What to work on =
What lines in the records below contain the string "constraints"? Copy every one.

Exercise data =
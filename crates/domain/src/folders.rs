// Copyright (C) 2026 Fred Clausen
// Use of this source code is governed by an MIT-style
// license that can be found in the LICENSE file or at
// https://opensource.org/licenses/MIT.

//! Attachment folders.
//!
//! Each conference or contribution can own any number of named folders
//! plus one untitled default folder. Attachments are soft-deleted and
//! reads go through [`AttachmentsView`], which exposes no way to modify
//! the underlying collection.

use crate::error::DomainError;
use crate::types::{ContributionId, UserId};
use serde::{Deserialize, Serialize};
use std::collections::BTreeSet;

/// Protection mode of a folder.
#[derive(Debug, Clone, Copy, PartialEq, Eq, Serialize, Deserialize, Default)]
pub enum ProtectionMode {
    /// Access follows the object the folder is linked to.
    #[default]
    Inheriting,
    /// Anyone may access.
    Public,
    /// Only users on the folder ACL may access.
    Protected,
}

/// The object a folder belongs to.
#[derive(Debug, Clone, PartialEq, Eq, Serialize, Deserialize)]
pub enum LinkedObject {
    Conference,
    Contribution(ContributionId),
}

/// A single attached link or file reference.
#[derive(Debug, Clone, PartialEq, Eq, Serialize, Deserialize)]
pub struct Attachment {
    pub id: u64,
    pub title: String,
    #[serde(default)]
    pub description: String,
    pub link_url: String,
    #[serde(default)]
    pub is_deleted: bool,
}

/// A read-only, ordered view over the live attachments of a folder.
///
/// Deleted attachments are filtered out and the rest are ordered by
/// lower-cased title.
#[derive(Debug, Clone)]
pub struct AttachmentsView<'a> {
    items: Vec<&'a Attachment>,
}

impl<'a> AttachmentsView<'a> {
    fn new(all: &'a [Attachment]) -> Self {
        let mut items: Vec<&'a Attachment> = all.iter().filter(|a| !a.is_deleted).collect();
        items.sort_by_key(|a| a.title.to_lowercase());
        Self { items }
    }

    pub fn iter(&self) -> impl Iterator<Item = &'a Attachment> + '_ {
        self.items.iter().copied()
    }

    #[must_use]
    pub const fn len(&self) -> usize {
        self.items.len()
    }

    #[must_use]
    pub const fn is_empty(&self) -> bool {
        self.items.is_empty()
    }
}

impl<'s, 'a> IntoIterator for &'s AttachmentsView<'a> {
    type Item = &'a Attachment;
    type IntoIter = std::iter::Copied<std::slice::Iter<'s, &'a Attachment>>;

    fn into_iter(self) -> Self::IntoIter {
        self.items.iter().copied()
    }
}

const fn default_true() -> bool {
    true
}

/// A folder of attachments linked to a conference or contribution.
#[derive(Debug, Clone, PartialEq, Eq, Serialize, Deserialize)]
pub struct AttachmentFolder {
    pub id: u64,
    pub title: Option<String>,
    #[serde(default)]
    pub description: String,
    #[serde(default)]
    pub is_deleted: bool,
    #[serde(default)]
    pub is_default: bool,
    #[serde(default = "default_true")]
    pub is_always_visible: bool,
    #[serde(default)]
    pub protection: ProtectionMode,
    #[serde(default)]
    pub acl: BTreeSet<UserId>,
    pub link: LinkedObject,
    #[serde(default)]
    attachments: Vec<Attachment>,
}

impl AttachmentFolder {
    /// Creates the untitled default folder for an object.
    #[must_use]
    pub const fn default_for(id: u64, link: LinkedObject) -> Self {
        Self {
            id,
            title: None,
            description: String::new(),
            is_deleted: false,
            is_default: true,
            is_always_visible: true,
            protection: ProtectionMode::Inheriting,
            acl: BTreeSet::new(),
            link,
            attachments: Vec::new(),
        }
    }

    /// Creates a titled folder.
    ///
    /// # Errors
    ///
    /// Returns an error if the title is blank.
    pub fn titled(id: u64, link: LinkedObject, title: &str) -> Result<Self, DomainError> {
        let title: &str = title.trim();
        if title.is_empty() {
            return Err(DomainError::InvalidTitle(String::from(
                "folder title must not be empty",
            )));
        }
        Ok(Self {
            id,
            title: Some(title.to_string()),
            description: String::new(),
            is_deleted: false,
            is_default: false,
            is_always_visible: true,
            protection: ProtectionMode::Inheriting,
            acl: BTreeSet::new(),
            link,
            attachments: Vec::new(),
        })
    }

    /// Checks the folder's structural constraints.
    ///
    /// # Errors
    ///
    /// Returns [`DomainError::FolderConstraint`] naming the first violated
    /// constraint.
    pub fn validate(&self) -> Result<(), DomainError> {
        if self.is_default && self.protection != ProtectionMode::Inheriting {
            return Err(DomainError::FolderConstraint("default_inheriting"));
        }
        if self.is_default != self.title.is_none() {
            return Err(DomainError::FolderConstraint("default_or_title"));
        }
        if self.is_default && self.is_deleted {
            return Err(DomainError::FolderConstraint("default_not_deleted"));
        }
        Ok(())
    }

    /// Title used for display; the default folder has none.
    #[must_use]
    pub fn display_title(&self) -> &str {
        self.title.as_deref().unwrap_or("Default folder")
    }

    /// Returns the live attachments, ordered by lower-cased title.
    #[must_use]
    pub fn attachments(&self) -> AttachmentsView<'_> {
        AttachmentsView::new(&self.attachments)
    }

    /// Returns every attachment, deleted ones included, for editing.
    pub const fn all_attachments_mut(&mut self) -> &mut Vec<Attachment> {
        &mut self.attachments
    }

    /// Returns whether the user may access the folder's content.
    ///
    /// # Arguments
    ///
    /// * `user` - The user, or `None` for an anonymous caller
    /// * `parent_access` - Whether the user may access the linked object
    #[must_use]
    pub fn can_access(&self, user: Option<&UserId>, parent_access: bool) -> bool {
        match self.protection {
            ProtectionMode::Inheriting => parent_access,
            ProtectionMode::Public => true,
            ProtectionMode::Protected => user.is_some_and(|u| self.acl.contains(u)),
        }
    }

    /// Returns whether the folder is listed for the user.
    #[must_use]
    pub fn can_view(&self, user: Option<&UserId>, parent_access: bool) -> bool {
        self.is_always_visible || self.can_access(user, parent_access)
    }
}

/// All attachment folders of a conference, with id allocation.
#[derive(Debug, Clone, PartialEq, Eq, Serialize, Deserialize, Default)]
pub struct Folders {
    #[serde(default)]
    next_folder_id: u64,
    #[serde(default)]
    next_attachment_id: u64,
    #[serde(default)]
    items: Vec<AttachmentFolder>,
}

impl Folders {
    #[must_use]
    pub fn new() -> Self {
        Self::default()
    }

    fn allocate_folder_id(&mut self) -> u64 {
        self.next_folder_id += 1;
        self.next_folder_id
    }

    #[must_use]
    pub fn get(&self, id: u64) -> Option<&AttachmentFolder> {
        self.items.iter().find(|f| f.id == id)
    }

    /// Every folder, deleted ones included, in creation order.
    #[must_use]
    pub fn all(&self) -> &[AttachmentFolder] {
        &self.items
    }

    /// Returns the non-deleted folders of an object, default folder first,
    /// then by lower-cased title.
    #[must_use]
    pub fn folders_for(&self, link: &LinkedObject) -> Vec<&AttachmentFolder> {
        let mut found: Vec<&AttachmentFolder> = self
            .items
            .iter()
            .filter(|f| !f.is_deleted && &f.link == link)
            .collect();
        found.sort_by_key(|f| {
            (
                !f.is_default,
                f.title.as_deref().unwrap_or_default().to_lowercase(),
            )
        });
        found
    }

    /// Returns the default folder of an object, creating it if needed.
    pub fn get_or_create_default(&mut self, link: &LinkedObject) -> &mut AttachmentFolder {
        let existing: Option<usize> = self
            .items
            .iter()
            .position(|f| f.is_default && &f.link == link);
        let index: usize = match existing {
            Some(index) => index,
            None => {
                let id: u64 = self.allocate_folder_id();
                self.items
                    .push(AttachmentFolder::default_for(id, link.clone()));
                self.items.len() - 1
            }
        };
        &mut self.items[index]
    }

    /// Adds a new titled folder and returns its id.
    ///
    /// # Errors
    ///
    /// Returns an error if the title is blank or the folder fails validation.
    pub fn create_folder(
        &mut self,
        link: LinkedObject,
        title: &str,
        description: String,
        protection: ProtectionMode,
        is_always_visible: bool,
    ) -> Result<u64, DomainError> {
        let id: u64 = self.next_folder_id + 1;
        let mut folder: AttachmentFolder = AttachmentFolder::titled(id, link, title)?;
        folder.description = description;
        folder.protection = protection;
        folder.is_always_visible = is_always_visible;
        folder.validate()?;
        self.next_folder_id = id;
        self.items.push(folder);
        Ok(id)
    }

    /// Adds an attachment to a folder and returns the attachment id.
    ///
    /// # Errors
    ///
    /// Returns an error if the folder does not exist or is deleted, or if
    /// the title is blank.
    pub fn add_attachment(
        &mut self,
        folder_id: u64,
        title: &str,
        link_url: &str,
    ) -> Result<u64, DomainError> {
        let title: &str = title.trim();
        if title.is_empty() {
            return Err(DomainError::InvalidTitle(String::from(
                "attachment title must not be empty",
            )));
        }
        let id: u64 = self.next_attachment_id + 1;
        let folder: &mut AttachmentFolder = self
            .items
            .iter_mut()
            .find(|f| f.id == folder_id && !f.is_deleted)
            .ok_or(DomainError::FolderNotFound(folder_id))?;
        folder.all_attachments_mut().push(Attachment {
            id,
            title: title.to_string(),
            description: String::new(),
            link_url: link_url.to_string(),
            is_deleted: false,
        });
        self.next_attachment_id = id;
        Ok(id)
    }

    /// Identifier of the most recently created folder.
    #[must_use]
    pub const fn last_folder_id(&self) -> Option<u64> {
        if self.next_folder_id == 0 {
            None
        } else {
            Some(self.next_folder_id)
        }
    }

    /// Identifier of the most recently added attachment.
    #[must_use]
    pub const fn last_attachment_id(&self) -> Option<u64> {
        if self.next_attachment_id == 0 {
            None
        } else {
            Some(self.next_attachment_id)
        }
    }

    /// Checks the constraints of every folder, deleted ones included, and
    /// that each object has at most one default folder.
    ///
    /// # Errors
    ///
    /// Returns [`DomainError::FolderConstraint`] naming the first violated
    /// constraint.
    pub fn validate(&self) -> Result<(), DomainError> {
        for folder in &self.items {
            folder.validate()?;
            let defaults: usize = self
                .items
                .iter()
                .filter(|f| f.is_default && f.link == folder.link)
                .count();
            if defaults > 1 {
                return Err(DomainError::FolderConstraint("single_default"));
            }
        }
        Ok(())
    }

    /// Number of folders, deleted ones included.
    #[must_use]
    pub const fn len(&self) -> usize {
        self.items.len()
    }

    #[must_use]
    pub const fn is_empty(&self) -> bool {
        self.items.is_empty()
    }
}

Solution to this problem =
    /// Checks the folder's structural constraints.
    /// Checks the constraints of every folder, deleted ones included, and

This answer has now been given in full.